Re: [Qemu-devel] [RFC PATCH] Exporting Guest RAM information for NUMA binding

From: Dipankar Sarma <dipankar@in.ibm.com>
To: Alexander Graf <agraf@suse.de>
Cc: Andrea Arcangeli <aarcange@redhat.com>,
	Anthony Liguori <anthony@codemonkey.ws>,
	Peter Zijlstra <a.p.zijlstra@chello.nl>,
	bharata@linux.vnet.ibm.com, kvm list <kvm@vger.kernel.org>,
	qemu-devel Developers <qemu-devel@nongnu.org>,
	Chris Wright <chrisw@sous-sol.org>,
	Vaidyanathan S <svaidy@in.ibm.com>
Subject: Re: [Qemu-devel] [RFC PATCH] Exporting Guest RAM information for NUMA binding
Date: Wed, 30 Nov 2011 21:52:37 +0530	[thread overview]
Message-ID: <20111130162237.GC27308@in.ibm.com> (raw)
In-Reply-To: <4ECD3CBD.7010902@suse.de>

On Wed, Nov 23, 2011 at 07:34:37PM +0100, Alexander Graf wrote:
> On 11/23/2011 04:03 PM, Andrea Arcangeli wrote:
> >Hi!
> >
> >
> >In my view the trouble of the numa hard bindings is not the fact
> >they're hard and qemu has to also decide the location (in fact it
> >doesn't need to decide the location if you use cpusets and relative
> >mbinds). The bigger problem is the fact either the admin or the app
> >developer has to explicitly scan the numa physical topology (both cpus
> >and memory) and tell the kernel how much memory to bind to each
> >thread. ms_mbind/ms_tbind only partially solve that problem. They're
> >similar to the mbind MPOL_F_RELATIVE_NODES with cpusets, except you
> >don't need an admin or a cpuset-job-scheduler (or a perl script) to
> >redistribute the hardware resources.
> 
> Well yeah, of course the guest needs to see some topology. I don't
> see why we'd have to actually scan the host for this though. All we
> need to tell the kernel is "this memory region is close to that
> thread".
> 
> So if you define "-numa node,mem=1G,cpus=0" then QEMU should be able
> to tell the kernel that this GB of RAM actually is close to that
> vCPU thread.
> 
> Of course the admin still needs to decide how to split up memory.
> That's the deal with emulating real hardware. You get the interfaces
> hardware gets :). However, if you follow a reasonable default
> strategy such as numa splitting your RAM into equal chunks between
> guest vCPUs you're probably close enough to optimal usage models. Or
> at least you could have a close enough approximation of how this
> mapping could work for the _guest_ regardless of the host and when
> you migrate it somewhere else it should also work reasonably well.

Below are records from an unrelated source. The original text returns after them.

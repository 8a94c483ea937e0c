use criterion::{black_box, criterion_group, criterion_main, BenchmarkId, Criterion, Throughput};

use rankblock_auth::{InMemoryAccountDirectory, SignerSet};
use rankblock_core::{AccountName, Amount, Symbol};
use rankblock_events::InMemoryEventBus;
use rankblock_token::{InMemoryLedgerStore, LedgerConfig, Notification, TokenLedger};

type Ledger =
    TokenLedger<InMemoryLedgerStore, InMemoryAccountDirectory, InMemoryEventBus<Notification>>;

fn name(s: &str) -> AccountName {
    AccountName::new(s).unwrap()
}

fn rb(value: i64) -> Amount {
    Amount::new(value, Symbol::new(4, "RB"))
}

/// Ledger with RB created and `funded` units issued to alice.
fn setup_ledger(funded: i64) -> Ledger {
    let directory = InMemoryAccountDirectory::with_accounts(
        ["rankblock", "issuer", "alice", "bob"].map(name),
    );
    let mut ledger = TokenLedger::new(
        LedgerConfig::new(name("rankblock")),
        InMemoryLedgerStore::new(),
        directory,
        InMemoryEventBus::new(),
    );
    ledger
        .create_token(
            &SignerSet::single(name("rankblock")),
            name("issuer"),
            rb(rankblock_core::MAX_AMOUNT),
        )
        .unwrap();
    if funded > 0 {
        ledger
            .issue(&SignerSet::single(name("issuer")), name("alice"), rb(funded), "")
            .unwrap();
    }
    ledger
}

fn bench_operation_latency(c: &mut Criterion) {
    let mut group = c.benchmark_group("operation_latency");

    group.bench_function("issue_to_issuer", |b| {
        let mut ledger = setup_ledger(0);
        let auth = SignerSet::single(name("issuer"));
        let issuer = name("issuer");
        b.iter(|| {
            ledger
                .issue(&auth, issuer.clone(), black_box(rb(1)), "")
                .unwrap();
        });
    });

    group.bench_function("issue_with_forward", |b| {
        let mut ledger = setup_ledger(0);
        let auth = SignerSet::single(name("issuer"));
        let bob = name("bob");
        b.iter(|| {
            ledger.issue(&auth, bob.clone(), black_box(rb(1)), "").unwrap();
        });
    });

    // Alternates direction so neither balance is ever erased.
    group.bench_function("transfer_round_trip", |b| {
        let mut ledger = setup_ledger(1_000_000);
        let auth = SignerSet::single(name("alice")).with(name("bob"));
        let (alice, bob) = (name("alice"), name("bob"));
        ledger.transfer(&auth, alice.clone(), bob.clone(), rb(1), "").unwrap();
        b.iter(|| {
            ledger
                .transfer(&auth, alice.clone(), bob.clone(), black_box(rb(1)), "")
                .unwrap();
            ledger
                .transfer(&auth, bob.clone(), alice.clone(), black_box(rb(1)), "")
                .unwrap();
        });
    });

    group.bench_function("rejected_overdraft", |b| {
        let mut ledger = setup_ledger(10);
        let auth = SignerSet::single(name("alice"));
        let (alice, bob) = (name("alice"), name("bob"));
        b.iter(|| {
            black_box(ledger.transfer(&auth, alice.clone(), bob.clone(), rb(11), "")).unwrap_err();
        });
    });

    group.finish();
}

fn bench_transfer_throughput(c: &mut Criterion) {
    let mut group = c.benchmark_group("transfer_throughput");

    for batch_size in [1, 10, 100, 1000].iter() {
        group.throughput(Throughput::Elements(*batch_size as u64));
        group.bench_with_input(
            BenchmarkId::new("sequential_transfers", batch_size),
            batch_size,
            |b, &size| {
                let mut ledger = setup_ledger(rankblock_core::MAX_AMOUNT / 2);
                let auth = SignerSet::single(name("alice"));
                let (alice, bob) = (name("alice"), name("bob"));
                b.iter(|| {
                    for _ in 0..size {
                        ledger
                            .transfer(&auth, alice.clone(), bob.clone(), rb(1), "")
                            .unwrap();
                    }
                });
            },
        );
    }

    group.finish();
}

criterion_group!(benches, bench_operation_latency, bench_transfer_throughput);
criterion_main!(benches);
//! Domain error model.

use thiserror::Error;

/// Result type used across the domain layer.
pub type DomainResult<T> = Result<T, DomainError>;

/// Domain-level error.
///
/// Keep this focused on deterministic failures of the primitives themselves
/// (parsing, validation, checked arithmetic). Ledger rules have their own
/// error type in `rankblock-token`.
#[derive(Debug, Error, Clone, PartialEq, Eq)]
pub enum DomainError {
    /// A value failed validation (e.g. malformed input).
    #[error("validation failed: {0}")]
    Validation(String),

    /// An identifier was invalid (e.g. parse failure).
    #[error("invalid identifier: {0}")]
    InvalidId(String),

    /// Arithmetic was attempted between amounts of different symbols.
    #[error("symbol mismatch: {left} vs {right}")]
    SymbolMismatch { left: String, right: String },

    /// Checked arithmetic left the representable amount range.
    #[error("amount overflow")]
    Overflow,
}

impl DomainError {
    pub fn validation(msg: impl Into<String>) -> Self {
        Self::Validation(msg.into())
    }

    pub fn invalid_id(msg: impl Into<String>) -> Self {
        Self::InvalidId(msg.into())
    }
}
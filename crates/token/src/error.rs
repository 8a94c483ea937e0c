//! Ledger error model.

use thiserror::Error;

use rankblock_auth::AuthzError;
use rankblock_core::{AccountName, DomainError, SymbolCode};

use crate::store::StoreError;

/// Result type for ledger operations.
pub type LedgerResult<T> = Result<T, LedgerError>;

/// Why a ledger operation was rejected.
///
/// Every variant aborts the whole operation; nothing it staged is committed.
/// None of them is transient.
#[derive(Debug, Error, Clone, PartialEq, Eq)]
pub enum LedgerError {
    #[error("invalid symbol name: {0}")]
    InvalidSymbol(String),

    #[error("invalid amount: {0}")]
    InvalidAmount(String),

    #[error("amount must be positive: {0}")]
    NonPositiveAmount(String),

    #[error("max supply must be positive: {0}")]
    NonPositiveMax(String),

    #[error("token with symbol {0} already exists")]
    AlreadyExists(SymbolCode),

    #[error("token with symbol {0} does not exist")]
    UnknownToken(SymbolCode),

    #[error("quantity {requested} exceeds available supply {available}")]
    SupplyExceeded { available: String, requested: String },

    #[error("symbol precision mismatch: expected {expected}, got {actual}")]
    SymbolMismatch { expected: String, actual: String },

    #[error("memo has {len} bytes, at most {max} allowed")]
    MemoTooLong { len: usize, max: usize },

    #[error("cannot transfer to self")]
    SelfTransfer,

    #[error("account {0} does not exist")]
    UnknownAccount(AccountName),

    #[error("no {symbol} balance object found for {owner}")]
    NoBalance { owner: AccountName, symbol: SymbolCode },

    #[error("overdrawn balance: {owner} holds {balance}, needs {requested}")]
    InsufficientFunds {
        owner: AccountName,
        balance: String,
        requested: String,
    },

    #[error("{0} is already registered")]
    AlreadyRegistered(AccountName),

    #[error("missing authority of {0}")]
    Unauthorized(AccountName),

    #[error("amount overflow")]
    Overflow,

    #[error(transparent)]
    Domain(DomainError),

    #[error("storage error: {0}")]
    Storage(#[from] StoreError),
}

impl From<AuthzError> for LedgerError {
    fn from(value: AuthzError) -> Self {
        match value {
            AuthzError::MissingAuthority(account) => LedgerError::Unauthorized(account),
        }
    }
}

impl From<DomainError> for LedgerError {
    fn from(value: DomainError) -> Self {
        match value {
            DomainError::SymbolMismatch { left, right } => LedgerError::SymbolMismatch {
                expected: left,
                actual: right,
            },
            DomainError::Overflow => LedgerError::Overflow,
            other => LedgerError::Domain(other),
        }
    }
}
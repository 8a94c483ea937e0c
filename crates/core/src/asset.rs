//! Token symbols and amounts.
//!
//! A [`Symbol`] pairs a decimal precision with a short uppercase code
//! (`4,RB`). An [`Amount`] is a signed integer magnitude in the symbol's
//! smallest unit (`5000000` at precision 4 prints as `500.0000 RB`).
//!
//! Constructors do not validate: records arriving from callers are checked
//! at the ledger boundary with [`Symbol::is_valid`] / [`Amount::is_valid`].
//! The text parsers do validate.

use core::str::FromStr;
use serde::{Deserialize, Serialize};

use crate::error::{DomainError, DomainResult};

/// Largest decimal precision a symbol may carry.
pub const MAX_PRECISION: u8 = 18;

/// Longest symbol code.
pub const MAX_SYMBOL_CODE_LEN: usize = 7;

/// Largest magnitude an amount may hold (`2^62 - 1`).
pub const MAX_AMOUNT: i64 = (1 << 62) - 1;

/// Uppercase code of a token symbol (e.g. `RB`).
#[derive(Debug, Clone, PartialEq, Eq, Hash, PartialOrd, Ord, Serialize, Deserialize)]
#[serde(transparent)]
pub struct SymbolCode(String);

impl SymbolCode {
    pub fn new(code: impl Into<String>) -> Self {
        Self(code.into())
    }

    pub fn as_str(&self) -> &str {
        &self.0
    }

    /// 1..=7 characters, `A-Z` only.
    pub fn is_valid(&self) -> bool {
        !self.0.is_empty()
            && self.0.len() <= MAX_SYMBOL_CODE_LEN
            && self.0.bytes().all(|b| b.is_ascii_uppercase())
    }
}

impl core::fmt::Display for SymbolCode {
    fn fmt(&self, f: &mut core::fmt::Formatter<'_>) -> core::fmt::Result {
        f.write_str(&self.0)
    }
}

/// Token type identifier: precision + code.
///
/// Two symbols are equal only when both precision and code match.
#[derive(Debug, Clone, PartialEq, Eq, Hash, Serialize, Deserialize)]
#[serde(try_from = "String", into = "String")]
pub struct Symbol {
    precision: u8,
    code: SymbolCode,
}

impl Symbol {
    /// Build a symbol without validating it.
    pub fn new(precision: u8, code: impl Into<String>) -> Self {
        Self {
            precision,
            code: SymbolCode::new(code),
        }
    }

    pub fn precision(&self) -> u8 {
        self.precision
    }

    pub fn code(&self) -> &SymbolCode {
        &self.code
    }

    pub fn is_valid(&self) -> bool {
        self.precision <= MAX_PRECISION && self.code.is_valid()
    }
}

impl core::fmt::Display for Symbol {
    fn fmt(&self, f: &mut core::fmt::Formatter<'_>) -> core::fmt::Result {
        write!(f, "{},{}", self.precision, self.code)
    }
}

impl FromStr for Symbol {
    type Err = DomainError;

    /// Parses `"<precision>,<CODE>"`, e.g. `"4,RB"`.
    fn from_str(s: &str) -> Result<Self, Self::Err> {
        let (precision, code) = s
            .split_once(',')
            .ok_or_else(|| DomainError::validation(format!("symbol '{s}': expected 'P,CODE'")))?;
        let precision: u8 = precision
            .trim()
            .parse()
            .map_err(|e| DomainError::validation(format!("symbol '{s}': precision: {e}")))?;
        let symbol = Symbol::new(precision, code.trim());
        if !symbol.is_valid() {
            return Err(DomainError::validation(format!("symbol '{s}' is not valid")));
        }
        Ok(symbol)
    }
}

impl TryFrom<String> for Symbol {
    type Error = DomainError;

    fn try_from(value: String) -> Result<Self, Self::Error> {
        value.parse()
    }
}

impl From<Symbol> for String {
    fn from(value: Symbol) -> Self {
        value.to_string()
    }
}

/// A quantity of a specific token symbol.
#[derive(Debug, Clone, PartialEq, Eq, Hash, Serialize, Deserialize)]
#[serde(try_from = "String", into = "String")]
pub struct Amount {
    value: i64,
    symbol: Symbol,
}

impl Amount {
    /// Build an amount from its smallest-unit magnitude, without validating it.
    pub fn new(value: i64, symbol: Symbol) -> Self {
        Self { value, symbol }
    }

    pub fn zero(symbol: Symbol) -> Self {
        Self::new(0, symbol)
    }

    pub fn value(&self) -> i64 {
        self.value
    }

    pub fn symbol(&self) -> &Symbol {
        &self.symbol
    }

    pub fn is_within_range(&self) -> bool {
        (-MAX_AMOUNT..=MAX_AMOUNT).contains(&self.value)
    }

    pub fn is_valid(&self) -> bool {
        self.is_within_range() && self.symbol.is_valid()
    }

    pub fn is_positive(&self) -> bool {
        self.value > 0
    }

    pub fn is_zero(&self) -> bool {
        self.value == 0
    }

    fn ensure_same_symbol(&self, other: &Amount) -> DomainResult<()> {
        if self.symbol != other.symbol {
            return Err(DomainError::SymbolMismatch {
                left: self.symbol.to_string(),
                right: other.symbol.to_string(),
            });
        }
        Ok(())
    }

    pub fn checked_add(&self, other: &Amount) -> DomainResult<Amount> {
        self.ensure_same_symbol(other)?;
        let value = self
            .value
            .checked_add(other.value)
            .filter(|v| (-MAX_AMOUNT..=MAX_AMOUNT).contains(v))
            .ok_or(DomainError::Overflow)?;
        Ok(Amount::new(value, self.symbol.clone()))
    }

    pub fn checked_sub(&self, other: &Amount) -> DomainResult<Amount> {
        self.ensure_same_symbol(other)?;
        let value = self
            .value
            .checked_sub(other.value)
            .filter(|v| (-MAX_AMOUNT..=MAX_AMOUNT).contains(v))
            .ok_or(DomainError::Overflow)?;
        Ok(Amount::new(value, self.symbol.clone()))
    }
}

impl core::fmt::Display for Amount {
    fn fmt(&self, f: &mut core::fmt::Formatter<'_>) -> core::fmt::Result {
        let sign = if self.value < 0 { "-" } else { "" };
        let magnitude = self.value.unsigned_abs();
        if self.symbol.precision > MAX_PRECISION {
            return write!(f, "{} ({})", self.value, self.symbol);
        }
        let precision = u32::from(self.symbol.precision);
        if precision == 0 {
            return write!(f, "{sign}{magnitude} {}", self.symbol.code);
        }
        let scale = 10u128.pow(precision);
        let whole = u128::from(magnitude) / scale;
        let frac = u128::from(magnitude) % scale;
        write!(
            f,
            "{sign}{whole}.{frac:0width$} {}",
            self.symbol.code,
            width = precision as usize
        )
    }
}

impl FromStr for Amount {
    type Err = DomainError;

    /// Parses `"<number> <CODE>"`; the number of fractional digits is the
    /// symbol's precision (`"500.0000 RB"` is `4,RB`).
    fn from_str(s: &str) -> Result<Self, Self::Err> {
        let invalid = |why: &str| DomainError::validation(format!("amount '{s}': {why}"));

        let (number, code) = s
            .trim()
            .split_once(' ')
            .ok_or_else(|| invalid("expected '<number> <CODE>'"))?;
        let (negative, digits) = match number.strip_prefix('-') {
            Some(rest) => (true, rest),
            None => (false, number),
        };
        let (whole, frac) = digits.split_once('.').unwrap_or((digits, ""));
        if whole.is_empty() || (digits.contains('.') && frac.is_empty()) {
            return Err(invalid("malformed number"));
        }
        if !whole.bytes().chain(frac.bytes()).all(|b| b.is_ascii_digit()) {
            return Err(invalid("malformed number"));
        }
        let precision = u8::try_from(frac.len())
            .ok()
            .filter(|p| *p <= MAX_PRECISION)
            .ok_or_else(|| invalid("too many fractional digits"))?;

        let magnitude: i64 = format!("{whole}{frac}")
            .parse()
            .map_err(|_| invalid("out of range"))?;
        let value = if negative { -magnitude } else { magnitude };

        let amount = Amount::new(value, Symbol::new(precision, code.trim()));
        if !amount.is_valid() {
            return Err(invalid("not a valid amount"));
        }
        Ok(amount)
    }
}

impl TryFrom<String> for Amount {
    type Error = DomainError;

    fn try_from(value: String) -> Result<Self, Self::Error> {
        value.parse()
    }
}

impl From<Amount> for String {
    fn from(value: Amount) -> Self {
        value.to_string()
    }
}
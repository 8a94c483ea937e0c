//! Supply statistics: one record per token symbol.

use std::collections::HashMap;

use serde::{Deserialize, Serialize};

use rankblock_core::{AccountName, Amount, Entity, Symbol, SymbolCode};

use crate::error::{LedgerError, LedgerResult};
use crate::store::LedgerStore;

/// Issuer, current supply and supply cap of one token symbol.
///
/// Invariant: `0 <= supply <= max_supply`, both carrying the same symbol.
#[derive(Debug, Clone, PartialEq, Eq, Serialize, Deserialize)]
pub struct SupplyStats {
    supply: Amount,
    max_supply: Amount,
    issuer: AccountName,
}

impl SupplyStats {
    /// Fresh record with nothing issued yet.
    pub fn new(issuer: AccountName, max_supply: Amount) -> Self {
        Self {
            supply: Amount::zero(max_supply.symbol().clone()),
            max_supply,
            issuer,
        }
    }

    pub fn supply(&self) -> &Amount {
        &self.supply
    }

    pub fn max_supply(&self) -> &Amount {
        &self.max_supply
    }

    pub fn issuer(&self) -> &AccountName {
        &self.issuer
    }

    pub fn symbol(&self) -> &Symbol {
        self.supply.symbol()
    }

    /// How much can still be issued before hitting the cap.
    pub fn available(&self) -> Amount {
        Amount::new(
            self.max_supply.value() - self.supply.value(),
            self.symbol().clone(),
        )
    }
}

impl Entity for SupplyStats {
    type Id = SymbolCode;

    fn id(&self) -> SymbolCode {
        self.symbol().code().clone()
    }
}

/// Stats records as seen from inside a transaction: staged writes first,
/// then the committed store.
pub struct SupplyRegistry<'t, S: ?Sized> {
    store: &'t S,
    staged: &'t mut HashMap<SymbolCode, SupplyStats>,
}

impl<'t, S> SupplyRegistry<'t, S>
where
    S: LedgerStore + ?Sized,
{
    pub(crate) fn new(store: &'t S, staged: &'t mut HashMap<SymbolCode, SupplyStats>) -> Self {
        Self { store, staged }
    }

    pub fn find(&self, code: &SymbolCode) -> LedgerResult<Option<SupplyStats>> {
        if let Some(stats) = self.staged.get(code) {
            return Ok(Some(stats.clone()));
        }
        Ok(self.store.load_stats(code)?)
    }

    /// Register a new symbol. The caller has validated `max_supply`.
    pub fn insert(&mut self, issuer: AccountName, max_supply: Amount) -> LedgerResult<SupplyStats> {
        let code = max_supply.symbol().code().clone();
        if self.find(&code)?.is_some() {
            return Err(LedgerError::AlreadyExists(code));
        }
        let stats = SupplyStats::new(issuer, max_supply);
        self.staged.insert(code, stats.clone());
        Ok(stats)
    }

    /// Add `delta` to the current supply. The caller has checked the cap.
    pub fn increase_supply(
        &mut self,
        code: &SymbolCode,
        delta: &Amount,
    ) -> LedgerResult<SupplyStats> {
        let mut stats = self
            .find(code)?
            .ok_or_else(|| LedgerError::UnknownToken(code.clone()))?;
        stats.supply = stats.supply.checked_add(delta)?;
        self.staged.insert(code.clone(), stats.clone());
        Ok(stats)
    }
}
//! `rankblock-core`: domain foundation building blocks.
//!
//! This crate contains **pure domain** primitives (no infrastructure concerns):
//! identifiers, token symbols and amounts, and the domain error model.

pub mod asset;
pub mod entity;
pub mod error;
pub mod id;

pub use asset::{Amount, MAX_AMOUNT, MAX_PRECISION, Symbol, SymbolCode};
pub use entity::Entity;
pub use error::{DomainError, DomainResult};
pub use id::{AccountName, TransactionId};
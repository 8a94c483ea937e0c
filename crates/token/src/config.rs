//! Ledger configuration.
//!
//! The contract identity and the airdrop symbol are fixed per ledger
//! instance and handed to [`crate::TokenLedger::new`].

use anyhow::{Context, bail};
use serde::{Deserialize, Serialize};

use rankblock_core::{AccountName, Symbol};

pub const CONTRACT_ENV: &str = "RANKBLOCK_CONTRACT";
pub const AIRDROP_SYMBOL_ENV: &str = "RANKBLOCK_AIRDROP_SYMBOL";
pub const MAX_MEMO_BYTES_ENV: &str = "RANKBLOCK_MAX_MEMO_BYTES";

pub const DEFAULT_CONTRACT: &str = "rankblock";
pub const DEFAULT_MAX_MEMO_BYTES: usize = 256;

fn default_airdrop_symbol() -> Symbol {
    Symbol::new(4, "RB")
}

fn default_max_memo_bytes() -> usize {
    DEFAULT_MAX_MEMO_BYTES
}

#[derive(Debug, Clone, PartialEq, Eq, Serialize, Deserialize)]
pub struct LedgerConfig {
    /// Account allowed to create tokens.
    pub contract: AccountName,
    /// Symbol under which `provision_account` registers holders.
    #[serde(default = "default_airdrop_symbol")]
    pub airdrop_symbol: Symbol,
    /// Upper bound on memo length, in bytes. May be lowered, never raised
    /// above [`DEFAULT_MAX_MEMO_BYTES`].
    #[serde(default = "default_max_memo_bytes")]
    pub max_memo_bytes: usize,
}

impl LedgerConfig {
    pub fn new(contract: AccountName) -> Self {
        Self {
            contract,
            airdrop_symbol: default_airdrop_symbol(),
            max_memo_bytes: DEFAULT_MAX_MEMO_BYTES,
        }
    }

    pub fn with_airdrop_symbol(mut self, symbol: Symbol) -> Self {
        self.airdrop_symbol = symbol;
        self
    }

    /// Effective memo limit in bytes, never above [`DEFAULT_MAX_MEMO_BYTES`].
    pub fn memo_limit(&self) -> usize {
        self.max_memo_bytes.min(DEFAULT_MAX_MEMO_BYTES)
    }

    /// Load from `RANKBLOCK_*` environment variables.
    pub fn from_env() -> anyhow::Result<Self> {
        Self::from_lookup(|key| std::env::var(key).ok())
    }

    /// Parse a JSON document (`{"contract": "rankblock", "airdrop_symbol": "4,RB"}`).
    pub fn from_json(json: &str) -> anyhow::Result<Self> {
        let config: Self = serde_json::from_str(json).context("parsing ledger config")?;
        config.validate()?;
        Ok(config)
    }

    fn from_lookup(lookup: impl Fn(&str) -> Option<String>) -> anyhow::Result<Self> {
        let contract = match lookup(CONTRACT_ENV) {
            Some(raw) => raw,
            None => {
                tracing::warn!("{CONTRACT_ENV} not set; using '{DEFAULT_CONTRACT}'");
                DEFAULT_CONTRACT.to_string()
            }
        };
        let contract =
            AccountName::new(contract).with_context(|| format!("invalid {CONTRACT_ENV}"))?;

        let mut config = Self::new(contract);

        if let Some(raw) = lookup(AIRDROP_SYMBOL_ENV) {
            config.airdrop_symbol = raw
                .parse()
                .with_context(|| format!("invalid {AIRDROP_SYMBOL_ENV}"))?;
        }
        if let Some(raw) = lookup(MAX_MEMO_BYTES_ENV) {
            config.max_memo_bytes = raw
                .trim()
                .parse()
                .with_context(|| format!("invalid {MAX_MEMO_BYTES_ENV}"))?;
        }

        config.validate()?;
        Ok(config)
    }

    pub fn validate(&self) -> anyhow::Result<()> {
        if !self.airdrop_symbol.is_valid() {
            bail!("airdrop symbol {} is not valid", self.airdrop_symbol);
        }
        if self.max_memo_bytes == 0 || self.max_memo_bytes > DEFAULT_MAX_MEMO_BYTES {
            bail!(
                "max_memo_bytes must be within 1..={DEFAULT_MAX_MEMO_BYTES}, got {}",
                self.max_memo_bytes
            );
        }
        Ok(())
    }
}
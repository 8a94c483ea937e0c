//! Event publishing/subscription abstraction (mechanics only).
//!
//! The bus is how the ledger hands notifications to the parties involved in
//! an operation. It makes minimal assumptions:
//!
//! - **Transport-agnostic**: in-memory channels, message queues, etc.
//! - **Fire-and-forget from the ledger's side**: the ledger publishes after a
//!   commit and never waits on, or fails because of, delivery.
//! - **No persistence**: the bus distributes, it does not store.

use std::sync::Arc;
use std::sync::mpsc::Receiver;
use std::time::Duration;

/// A subscription to an event stream.
///
/// Each subscription gets a copy of every message published after it was
/// created (broadcast semantics). Subscriptions are meant to be drained by a
/// single consumer.
///
/// ```ignore
/// let subscription = bus.subscribe();
/// loop {
///     match subscription.recv_timeout(Duration::from_secs(1)) {
///         Ok(envelope) => deliver(envelope),
///         Err(std::sync::mpsc::RecvTimeoutError::Timeout) => continue,
///         Err(std::sync::mpsc::RecvTimeoutError::Disconnected) => break,
///     }
/// }
/// ```
#[derive(Debug)]
pub struct Subscription<M> {
    receiver: Receiver<M>,
}

impl<M> Subscription<M> {
    pub fn new(receiver: Receiver<M>) -> Self {
        Self { receiver }
    }

    /// Block until the next message is available.
    pub fn recv(&self) -> Result<M, std::sync::mpsc::RecvError> {
        self.receiver.recv()
    }

    /// Try to receive a message without blocking.
    pub fn try_recv(&self) -> Result<M, std::sync::mpsc::TryRecvError> {
        self.receiver.try_recv()
    }

    /// Block for up to `timeout` waiting for a message.
    pub fn recv_timeout(&self, timeout: Duration) -> Result<M, std::sync::mpsc::RecvTimeoutError> {
        self.receiver.recv_timeout(timeout)
    }

    /// Drain every message that is already queued.
    pub fn drain(&self) -> Vec<M> {
        self.receiver.try_iter().collect()
    }
}

/// Domain-agnostic event bus (pub/sub abstraction).
///
/// `publish()` can fail (bus closed, lock poisoned, network error). Callers
/// decide what a failure means; the token ledger logs it and moves on since
/// the state change it describes is already committed.
///
/// The trait requires `Send + Sync` so a bus can be shared with delivery
/// workers on other threads.
pub trait EventBus<M>: Send + Sync {
    type Error: core::fmt::Debug + Send + Sync + 'static;

    fn publish(&self, message: M) -> Result<(), Self::Error>;

    fn subscribe(&self) -> Subscription<M>;
}

impl<M, B> EventBus<M> for Arc<B>
where
    B: EventBus<M> + ?Sized,
{
    type Error = B::Error;

    fn publish(&self, message: M) -> Result<(), Self::Error> {
        (**self).publish(message)
    }

    fn subscribe(&self) -> Subscription<M> {
        (**self).subscribe()
    }
}
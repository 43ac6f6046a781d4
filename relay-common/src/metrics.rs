use axum::{routing::get, Router};
use health::HealthRegistry;
use metrics_exporter_prometheus::{PrometheusBuilder, PrometheusHandle};

/// Bind a `TcpListener` on the provided bind address to serve a `Router` on it.
pub async fn serve(router: Router, bind: &str) -> Result<(), std::io::Error> {
    let listener = tokio::net::TcpListener::bind(bind).await?;

    axum::serve(listener, router).await?;

    Ok(())
}

/// Build the sidecar router shared by the worker and janitor binaries:
/// prometheus scrape endpoint plus the health probes.
pub fn setup_metrics_router(liveness: HealthRegistry) -> Router {
    let recorder_handle = setup_metrics_recorder();

    Router::new()
        .route("/", get(index))
        .route(
            "/metrics",
            get(move || std::future::ready(recorder_handle.render())),
        )
        .route("/_readiness", get(index))
        .route(
            "/_liveness",
            get(move || std::future::ready(liveness.get_status())),
        )
}

pub fn setup_metrics_recorder() -> PrometheusHandle {
    const EXPONENTIAL_SECONDS: &[f64] = &[
        0.005, 0.01, 0.025, 0.05, 0.1, 0.25, 0.5, 1.0, 2.5, 5.0, 10.0,
    ];

    PrometheusBuilder::new()
        .set_buckets(EXPONENTIAL_SECONDS)
        .unwrap()
        .install_recorder()
        .unwrap()
}

async fn index() -> &'static str {
    "attendance access relay"
}
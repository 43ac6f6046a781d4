use std::net::SocketAddr;
use std::str::FromStr;
use std::time::Duration;

use envconfig::Envconfig;

use relay_common::kafka::KafkaConfig;
use relay_common::time::EnvTimezone;

#[derive(Envconfig, Clone)]
pub struct Config {
    #[envconfig(default = "false")]
    pub print_sink: bool,

    #[envconfig(default = "127.0.0.1:3000")]
    pub address: SocketAddr,

    #[envconfig(default = "true")]
    pub export_prometheus: bool,

    #[envconfig(nested = true)]
    pub kafka: KafkaConfig,

    #[envconfig(default = "attendance_access")]
    pub kafka_topic: String,

    // Delay before each publish attempt is given up on, one entry per attempt
    #[envconfig(default = "1,5,10")]
    pub publish_retry_schedule: EnvSecondsList,

    #[envconfig(default = "logs")]
    pub log_dir: String,

    #[envconfig(default = "America/Sao_Paulo")]
    pub timestamp_timezone: EnvTimezone,
}

/// Comma-separated list of whole seconds, e.g. "1,5,10".
#[derive(Debug, Clone)]
pub struct EnvSecondsList(pub Vec<Duration>);

impl FromStr for EnvSecondsList {
    type Err = String;

    fn from_str(s: &str) -> Result<Self, Self::Err> {
        s.split(',')
            .map(|part| {
                part.trim()
                    .parse::<u64>()
                    .map(Duration::from_secs)
                    .map_err(|e| format!("invalid retry delay {part:?}: {e}"))
            })
            .collect::<Result<Vec<_>, _>>()
            .map(EnvSecondsList)
    }
}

Allowing specification of the numa nodes to qemu, allowing
qemu to create cpu+mem grouping (without binding) and letting
the kernel decide how to manage them seems like a reasonable incremental 
step between no guest/host NUMA awareness and automatic NUMA 
configuration in the host kernel. It would be suffice for the current 
needs we see.

Besides migration, we also have use cases where we may want to
have large multi-node VMs that are static (like LPARs), having the guest 
aware of the topology there is helpful. 

Also, if at all topology changes due to migration or host kernel decisions,
we can make use of something like VPHN (virtual processor home node)
capability on Power systems to have guest kernel update its topology
knowledge. You can refer to that in
arch/powerpc/mm/numa.c. Otherwise, as long as the host kernel
maintains mappings requested by ms_tbind()/ms_mbind(), we can
create the guest topology correctly and optimize for NUMA. This
would work for us.

Thanks
Dipankar